## To do
Retype exactly the lines from the line with "fn set(&self, key: &str, value: &str);" to the end of the data, keeping both boundary lines.

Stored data
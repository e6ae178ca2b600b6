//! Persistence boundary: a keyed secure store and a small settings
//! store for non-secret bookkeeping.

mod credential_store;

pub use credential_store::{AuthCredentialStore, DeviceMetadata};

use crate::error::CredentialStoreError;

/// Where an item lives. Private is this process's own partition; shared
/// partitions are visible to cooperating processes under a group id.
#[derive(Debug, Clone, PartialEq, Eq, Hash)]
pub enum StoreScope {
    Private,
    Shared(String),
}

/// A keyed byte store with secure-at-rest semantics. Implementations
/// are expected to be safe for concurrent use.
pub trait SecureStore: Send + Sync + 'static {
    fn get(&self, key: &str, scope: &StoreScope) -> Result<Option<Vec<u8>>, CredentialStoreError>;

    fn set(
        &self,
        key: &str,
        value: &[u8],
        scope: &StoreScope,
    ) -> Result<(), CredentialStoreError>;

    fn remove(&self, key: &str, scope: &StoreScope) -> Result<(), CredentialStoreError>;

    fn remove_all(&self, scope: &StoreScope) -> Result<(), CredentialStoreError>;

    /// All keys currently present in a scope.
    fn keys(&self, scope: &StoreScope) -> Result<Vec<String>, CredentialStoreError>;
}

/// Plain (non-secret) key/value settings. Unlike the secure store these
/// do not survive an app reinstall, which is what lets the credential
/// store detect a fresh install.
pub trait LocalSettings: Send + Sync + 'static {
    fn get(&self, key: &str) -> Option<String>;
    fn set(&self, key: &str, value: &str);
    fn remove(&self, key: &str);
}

## Solution to this task
    fn set(&self, key: &str, value: &str);
    fn remove(&self, key: &str);
}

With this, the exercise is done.